File Modified Time HWM

class etl_entities.hwm.file.file_mtime_hwm.FileModifiedTimeHWM(*, name: str, description: str = '', directory: AbsolutePath | None = None, value: datetime | None = None, expression: Any = None, modified_time: datetime = None)

HWM based on tracking file modification time.

Warning

This HWM types is not very precise, as some filesystems may have whole second precision, so files created within the same second may be skipped.

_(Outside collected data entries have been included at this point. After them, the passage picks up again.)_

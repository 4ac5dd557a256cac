//! 词法分析模块
//!
//! 将算术表达式文本转换为 Token 流

pub mod token;
pub mod scanner;

pub use token::{Token, TokenKind, Span};
pub use scanner::Scanner;
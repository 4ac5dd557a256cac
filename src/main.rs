//! 算术表达式词法扫描器
//!
//! 主入口点

mod config;
mod i18n;
mod lexer;
mod repl;

use std::env;
use std::fs;
use std::process;

use config::{TOOL_NAME, SOURCE_EXTENSION, VERSION};
use i18n::{Locale, format_message, get_message, messages};
use lexer::{Scanner, TokenKind};
use repl::Repl;

/// 扫描源文本并打印 token
///
/// 遇到词法错误时返回带位置的消息，剩余输入不再扫描
fn lex_source(source: &str) -> Result<(), String> {
    let mut scanner = Scanner::new(source);

    for token in scanner.scan_tokens() {
        if token.is_eof() {
            break;
        }
        if let TokenKind::Error(msg) = &token.kind {
            return Err(format!("[{}:{}] {}", token.span.line, token.span.column, msg));
        }
        println!("{}", token);
    }

    Ok(())
}

/// 扫描文件
fn lex_file(path: &str, locale: Locale) {
    // 检查文件后缀
    let expected_ext = format!(".{}", SOURCE_EXTENSION);
    if !path.ends_with(&expected_ext) {
        let msg = format_message(
            messages::MSG_CLI_INVALID_EXTENSION,
            locale,
            &[path, SOURCE_EXTENSION],
        );
        eprintln!("{}", msg);
        process::exit(1);
    }

    let source = match fs::read_to_string(path) {
        Ok(content) => content,
        Err(_) => {
            let msg = format_message(messages::MSG_CLI_FILE_NOT_FOUND, locale, &[path]);
            eprintln!("{}", msg);
            process::exit(1);
        }
    };

    if let Err(e) = lex_source(&source) {
        eprintln!("{}\n  {}", get_message(messages::MSG_CLI_LEX_ERROR, locale), e);
        process::exit(1);
    }
}

/// REPL 交互模式
fn run_repl() {
    let result = Repl::new().and_then(|mut repl| repl.run());
    if let Err(e) = result {
        eprintln!("REPL error: {}", e);
        process::exit(1);
    }
}

/// 打印帮助信息
fn print_help(locale: Locale) {
    let usage = format_message(messages::MSG_CLI_USAGE, locale, &[TOOL_NAME]);
    println!("{}", usage);
    println!();
    println!("Commands:");
    println!("  lex <file>     Scan a source file and print its tokens");
    println!("  repl           Start interactive mode");
    println!("  help           Show this help message");
    println!("  version        Show version information");
    println!();
    println!("Options:");
    println!("  --lang <en|zh> Set language (default: en)");
}

/// 打印版本信息
fn print_version(locale: Locale) {
    let msg = format_message(messages::MSG_CLI_VERSION, locale, &[TOOL_NAME, VERSION]);
    println!("{}", msg);
}

fn main() {
    let args: Vec<String> = env::args().collect();

    // 默认语言
    let mut locale = Locale::En;

    // 解析语言选项
    let mut i = 1;
    while i < args.len() {
        if args[i] == "--lang" && i + 1 < args.len() {
            locale = match args[i + 1].as_str() {
                "zh" | "cn" | "chinese" => Locale::Zh,
                _ => Locale::En,
            };
            i += 2;
        } else {
            break;
        }
    }

    // 剩余参数
    let remaining: Vec<&str> = args[i..].iter().map(|s| s.as_str()).collect();

    match remaining.as_slice() {
        [] | ["repl"] => run_repl(),
        ["help"] | ["--help"] | ["-h"] => print_help(locale),
        ["version"] | ["--version"] | ["-v"] => print_version(locale),
        ["lex", path] => lex_file(path, locale),
        [path] if path.ends_with(&format!(".{}", SOURCE_EXTENSION)) => {
            lex_file(path, locale)
        }
        _ => {
            print_help(locale);
            process::exit(1);
        }
    }
}
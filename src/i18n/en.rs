//! English messages

use super::messages::*;

/// Get English message
pub fn get(key: &str) -> &'static str {
    match key {
        // CLI messages
        MSG_CLI_USAGE => "Usage: {} <command> [options] <file>",
        MSG_CLI_VERSION => "{} version {}",
        MSG_CLI_FILE_NOT_FOUND => "File not found: {}",
        MSG_CLI_INVALID_EXTENSION => "Invalid file extension: '{}'. Expected '.{}' file",
        MSG_CLI_CANNOT_READ_FILE => "Cannot read file {}: {}",
        MSG_CLI_LEX_ERROR => "[Lexical Error]",

        // Unknown message key
        _ => "Unknown message key",
    }
}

Also this HWM should not be used if file modification time can be changed after the file was already handled by previous ETL process run. This could lead to reading the same file twice.

Added in version 2.5.0.

Parameters:
namestr

HWM unique name

valuedatetime.datetime or None, default: None

HWM value

directorypathlib.Path, default: None

Directory for HWM value.

descriptionstr, default: ""

Description of HWM

expressionAny, default: None

HWM expression

modified_timedatetime.datetime, default: current datetime

HWM value modification time

Examples

from datetime import datetime, timezone
from etl_entities.hwm import FileModifiedTimeHWM

hwm = FileModifiedTimeHWM(
    name="hwm_name",
    value=datetime(2025, 1, 1, 11, 22, 33, 456789, tzinfo=timezone.utc),
)
copy(*, include: AbstractSetIntStr | MappingIntStrAny | None = None, exclude: AbstractSetIntStr | MappingIntStrAny | None = None, update: DictStrAny | None = None, deep: bool = False) Model

Duplicate a model, optionally choose which fields to include, exclude and change.

Parameters:
  • include – fields to include in new model

  • exclude – fields to exclude from new model, as with values this takes precedence over include

  • update – values to change/add in the new model. Note: the data is not validated before creating the new model: you should trust this data

  • deep – set to True to make a deep copy of the model

Returns:

new model instance

covers(value: datetime | int | float | PathWithStats) bool

Return True if input value is already covered by HWM

Examples

>>> from pathlib import Path
>>> from etl_entities.hwm import FileModifiedTimeHWM
>>> hwm = FileModifiedTimeHWM(
...     name="hwm_name",
...     value=datetime(2025, 1, 1, 11, 22, 33, 456789),
... )
>>> hwm.covers(Path("/some/old_file.py"))  # path not in HWM
False
dict(*, include: AbstractSetIntStr | MappingIntStrAny | None = None, exclude: AbstractSetIntStr | MappingIntStrAny | None = None, by_alias: bool = False, skip_defaults: bool | None = None, exclude_unset: bool = False, exclude_defaults: bool = False, exclude_none: bool = False) DictStrAny

Generate a dictionary representation of the model, optionally specifying which fields to include or exclude.

json(*, include: AbstractSetIntStr | MappingIntStrAny | None = None, exclude: AbstractSetIntStr | MappingIntStrAny | None = None, by_alias: bool = False, skip_defaults: bool | None = None, exclude_unset: bool = False, exclude_defaults: bool = False, exclude_none: bool = False, encoder: Callable[[Any], Any] | None = None, models_as_dict: bool = True, **dumps_kwargs: Any) str

Generate a JSON representation of the model, include and exclude arguments as per dict().

encoder is an optional function to supply as default to json.dumps(), other arguments as per json.dumps().

set_value(value: ValueType | None) HWMType

Replaces current HWM value with the passed one, and return HWM.

Note

Changes HWM value in place instead of returning new one

Returns:
resultHWM

Self

Examples

>>> from etl_entities.hwm import ColumnIntHWM
>>> hwm = ColumnIntHWM(value=1, name="my_hwm")
>>> hwm = hwm.set_value(2)
>>> hwm.value
2
update(value: datetime | int | float | PathWithStats | Iterable[PathWithStats]) FileModifiedTimeHWMType

Updates current HWM value with some implementation-specific logic, and return HWM.

Note

Changes HWM value in place

Returns:
resultFileModifiedTimeHWM

Self

Examples

>>> from pathlib import Path
>>> from etl_entities.hwm import FileModifiedTimeHWM
>>> hwm = FileModifiedTimeHWM(
...     name='hwm_name',
...     value=datetime(2025, 1, 1, 11, 22, 33, 456789),
... )
>>> # old file is already covered
>>> hwm.update(Path("/some/old_file.py")).value
datetime.datetime(2025, 1, 1, 11, 22, 33, 456789, tzinfo=...)